** Opening Working data block **

//! Cache configuration module

use serde::{Deserialize, Serialize};

/// Redis cache configuration
#[derive(Debug, Clone, Deserialize, Serialize)]
pub struct CacheConfig {
    /// Redis connection URL
    pub url: String,

    /// Maximum number of connections in the pool
    pub max_connections: u32,

    /// Connection timeout in seconds
    pub connection_timeout: u64,

    /// Optional cache key prefix
    #[serde(default)]
    pub key_prefix: Option<String>,
}

impl Default for CacheConfig {
    fn default() -> Self {
        Self {
            url: String::from("redis://localhost:6379"),
            max_connections: 10,
            connection_timeout: 5,
            key_prefix: None,
        }
    }
}

impl CacheConfig {
    /// Create a new cache configuration with URL
    pub fn new(url: impl Into<String>) -> Self {
        Self {
            url: url.into(),
            ..Default::default()
        }
    }

    /// Create from environment variables
    pub fn from_env() -> Self {
        let url =
            std::env::var("REDIS_URL").unwrap_or_else(|_| "redis://localhost:6379".to_string());
        let max_connections = std::env::var("REDIS_MAX_CONNECTIONS")
            .ok()
            .and_then(|v| v.parse().ok())
            .unwrap_or(10);

        Self {
            url,
            max_connections,
            ..Default::default()
        }
    }
}
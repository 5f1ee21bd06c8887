//! Redis-backed OTP code cache.
//!
//! Key patterns:
//! - `otp:code:{email}` - SHA-256 hash of the active verification code
//! - `otp:attempts:{email}` - verification attempt counter
//!
//! Both keys carry the expiry-window TTL, so Redis itself enforces code
//! expiry. Codes are hashed before storage; the plaintext never leaves the
//! issuing request.

use async_trait::async_trait;
use sha2::{Digest, Sha256};
use tracing::{debug, info, warn};

use ss_core::services::otp::traits::OtpCacheTrait;
use ss_shared::config::otp::OtpConfig;
use ss_shared::utils::email::mask_email;

use crate::cache::RedisClient;
use crate::InfrastructureError;

/// Redis implementation of the OTP cache collaborator
#[derive(Clone)]
pub struct RedisOtpCache {
    redis: RedisClient,
    /// TTL applied to code and attempt keys, in seconds
    expiry_seconds: u64,
    /// Maximum verification attempts per issued code
    max_attempts: i64,
}

impl RedisOtpCache {
    /// Create a new cache over an existing Redis client
    pub fn new(redis: RedisClient, config: &OtpConfig) -> Self {
        Self {
            redis,
            expiry_seconds: config.expiry_seconds(),
            max_attempts: config.max_attempts as i64,
        }
    }

    async fn store(&self, email: &str, code: &str) -> Result<(), InfrastructureError> {
        let code_key = Self::code_key(email);
        let attempts_key = Self::attempts_key(email);

        let hashed = Self::hash_code(code);
        self.redis
            .set_with_expiry(&code_key, &hashed, self.expiry_seconds)
            .await?;

        // Fresh code, fresh attempt budget
        let _ = self.redis.delete(&attempts_key).await;

        info!(
            email = %mask_email(email),
            ttl_seconds = self.expiry_seconds,
            "Verification code stored"
        );
        Ok(())
    }

    async fn verify(&self, email: &str, code: &str) -> Result<bool, InfrastructureError> {
        let code_key = Self::code_key(email);
        let attempts_key = Self::attempts_key(email);

        let attempts = self
            .redis
            .increment(&attempts_key, Some(self.expiry_seconds))
            .await?;

        if attempts > self.max_attempts {
            warn!(
                email = %mask_email(email),
                attempts = attempts,
                "Maximum verification attempts exceeded"
            );
            return Ok(false);
        }

        let stored_hash = match self.redis.get(&code_key).await? {
            Some(hash) => hash,
            None => {
                debug!(
                    email = %mask_email(email),
                    "No verification code found (expired or never issued)"
                );
                return Ok(false);
            }
        };

        let is_valid = stored_hash == Self::hash_code(code);
        if is_valid {
            info!(email = %mask_email(email), "Verification code accepted");
            let _ = self.redis.delete(&code_key).await;
            let _ = self.redis.delete(&attempts_key).await;
        } else {
            warn!(
                email = %mask_email(email),
                attempt = attempts,
                max_attempts = self.max_attempts,
                "Verification code rejected"
            );
        }

        Ok(is_valid)
    }

    async fn remaining_attempts(&self, email: &str) -> Result<i64, InfrastructureError> {
        let attempts_key = Self::attempts_key(email);
        let used = match self.redis.get(&attempts_key).await? {
            Some(count) => count.parse::<i64>().unwrap_or(0),
            None => 0,
        };
        Ok((self.max_attempts - used).max(0))
    }

    async fn clear(&self, email: &str) -> Result<(), InfrastructureError> {
        let _ = self.redis.delete(&Self::code_key(email)).await;
        let _ = self.redis.delete(&Self::attempts_key(email)).await;
        debug!(email = %mask_email(email), "Verification data cleared");
        Ok(())
    }

    fn code_key(email: &str) -> String {
        format!("otp:code:{}", email)
    }

    fn attempts_key(email: &str) -> String {
        format!("otp:attempts:{}", email)
    }

    fn hash_code(code: &str) -> String {
        let mut hasher = Sha256::new();
        hasher.update(code.as_bytes());
        format!("{:x}", hasher.finalize())
    }
}

#[async_trait]
impl OtpCacheTrait for RedisOtpCache {
    async fn store_code(&self, email: &str, code: &str) -> Result<(), String> {
        self.store(email, code).await.map_err(|e| e.to_string())
    }

    async fn verify_code(&self, email: &str, code: &str) -> Result<bool, String> {
        self.verify(email, code).await.map_err(|e| e.to_string())
    }

    async fn get_remaining_attempts(&self, email: &str) -> Result<i64, String> {
        self.remaining_attempts(email)
            .await
            .map_err(|e| e.to_string())
    }

    async fn code_exists(&self, email: &str) -> Result<bool, String> {
        self.redis
            .exists(&Self::code_key(email))
            .await
            .map_err(|e| e.to_string())
    }

    async fn get_code_ttl(&self, email: &str) -> Result<Option<i64>, String> {
        self.redis
            .ttl(&Self::code_key(email))
            .await
            .map_err(|e| e.to_string())
    }

    async fn clear_verification(&self, email: &str) -> Result<(), String> {
        self.clear(email).await.map_err(|e| e.to_string())
    }
}

#[cfg(test)]
mod tests {
    use super::*;

    #[test]
    fn test_key_formats() {
        assert_eq!(
            RedisOtpCache::code_key("reader@shabdsetu.app"),
            "otp:code:reader@shabdsetu.app"
        );
        assert_eq!(
            RedisOtpCache::attempts_key("reader@shabdsetu.app"),
            "otp:attempts:reader@shabdsetu.app"
        );
    }

    #[test]
    fn test_hash_code_is_stable_and_hex() {
        let a = RedisOtpCache::hash_code("123456");
        let b = RedisOtpCache::hash_code("123456");
        assert_eq!(a, b);
        assert_eq!(a.len(), 64);
        assert!(a.chars().all(|c| c.is_ascii_hexdigit()));
        assert_ne!(a, RedisOtpCache::hash_code("123457"));
    }
}
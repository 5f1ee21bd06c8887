//! Request and response data transfer objects

pub mod auth;

pub use auth::{SendOtpRequest, VerifyOtpRequest};
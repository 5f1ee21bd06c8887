//! Database configuration module

use serde::{Deserialize, Serialize};

/// MySQL database configuration
#[derive(Debug, Clone, Deserialize, Serialize)]
pub struct DatabaseConfig {
    /// Database connection URL
    pub url: String,

    /// Maximum number of connections in the pool
    #[serde(default = "default_max_connections")]
    pub max_connections: u32,

    /// Connection timeout in seconds
    #[serde(default = "default_connect_timeout")]
    pub connect_timeout: u64,
}

impl Default for DatabaseConfig {
    fn default() -> Self {
        Self {
            url: String::from("mysql://localhost:3306/shabdsetu_dev"),
            max_connections: default_max_connections(),
            connect_timeout: default_connect_timeout(),
        }
    }
}

impl DatabaseConfig {
    /// Create a new database configuration with URL
    pub fn new(url: impl Into<String>) -> Self {
        Self {
            url: url.into(),
            ..Default::default()
        }
    }

    /// Create from environment variables
    pub fn from_env() -> Self {
        let url = std::env::var("DATABASE_URL")
            .unwrap_or_else(|_| "mysql://localhost:3306/shabdsetu_dev".to_string());
        let max_connections = std::env::var("DATABASE_MAX_CONNECTIONS")
            .ok()
            .and_then(|v| v.parse().ok())
            .unwrap_or_else(default_max_connections);

        Self {
            url,
            max_connections,
            ..Default::default()
        }
    }

    /// Set the maximum pool size
    pub fn with_max_connections(mut self, max: u32) -> Self {
        self.max_connections = max;
        self
    }
}

fn default_max_connections() -> u32 {
    10
}

fn default_connect_timeout() -> u64 {
    5
}

#[cfg(test)]
mod tests {
    use super::*;

    #[test]
    fn test_database_config_default() {
        let config = DatabaseConfig::default();
        assert_eq!(config.max_connections, 10);
        assert_eq!(config.connect_timeout, 5);
    }

    #[test]
    fn test_database_config_builder() {
        let config = DatabaseConfig::new("mysql://db:3306/shabdsetu").with_max_connections(50);
        assert_eq!(config.url, "mysql://db:3306/shabdsetu");
        assert_eq!(config.max_connections, 50);
    }
}
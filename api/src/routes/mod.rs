//! HTTP route handlers

pub mod auth;

pub use auth::AppState;
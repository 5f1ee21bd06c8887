//! Email address utilities

use once_cell::sync::Lazy;
use regex::Regex;

// Pragmatic email format check; the mailbox provider has the final say
static EMAIL_REGEX: Lazy<Regex> = Lazy::new(|| {
    Regex::new(r"^[a-zA-Z0-9.!#$%&'*+/=?^_`{|}~-]+@[a-zA-Z0-9](?:[a-zA-Z0-9-]{0,61}[a-zA-Z0-9])?(?:\.[a-zA-Z0-9](?:[a-zA-Z0-9-]{0,61}[a-zA-Z0-9])?)+$").unwrap()
});

/// Normalize an email address (trim whitespace, lowercase)
///
/// Normalization happens once at the service boundary so that cache keys,
/// audit records and rate-limit lookups all agree on the same form.
pub fn normalize_email(email: &str) -> String {
    email.trim().to_lowercase()
}

/// Check if an email address has a valid format
pub fn is_valid_email(email: &str) -> bool {
    let normalized = normalize_email(email);
    !normalized.is_empty() && normalized.len() <= 254 && EMAIL_REGEX.is_match(&normalized)
}

/// Mask an email address for display and logging (e.g., j****n@example.com)
///
/// Works on characters, not bytes, so a multibyte local part masks cleanly.
pub fn mask_email(email: &str) -> String {
    let normalized = normalize_email(email);
    match normalized.split_once('@') {
        Some((local, domain)) => {
            let mut chars = local.chars();
            match (chars.next(), chars.next_back()) {
                (Some(first), Some(last)) => format!("{}****{}@{}", first, last, domain),
                _ => format!("****@{}", domain),
            }
        }
        None => "****".to_string(),
    }
}
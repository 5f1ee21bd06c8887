//! MySQL connection pool and repository implementations.

use sqlx::mysql::{MySqlPool, MySqlPoolOptions};
use std::time::Duration;
use tracing::info;

use ss_shared::config::database::DatabaseConfig;

use crate::InfrastructureError;

pub mod verification_request_repository;
pub use verification_request_repository::MySqlVerificationRequestRepository;

/// Create a MySQL connection pool from the database configuration
pub async fn create_pool(config: &DatabaseConfig) -> Result<MySqlPool, InfrastructureError> {
    let pool = MySqlPoolOptions::new()
        .max_connections(config.max_connections)
        .acquire_timeout(Duration::from_secs(config.connect_timeout))
        .connect(&config.url)
        .await?;

    info!(
        max_connections = config.max_connections,
        "MySQL connection pool created"
    );

    Ok(pool)
}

** Closing Working data block **

### What you have to do:
Filtering the entries above by the word "auth", copy each line that matches.

### Solution for this exercise:
pub mod auth;
pub use auth::{SendOtpRequest, VerifyOtpRequest};
pub mod auth;
pub use auth::AppState;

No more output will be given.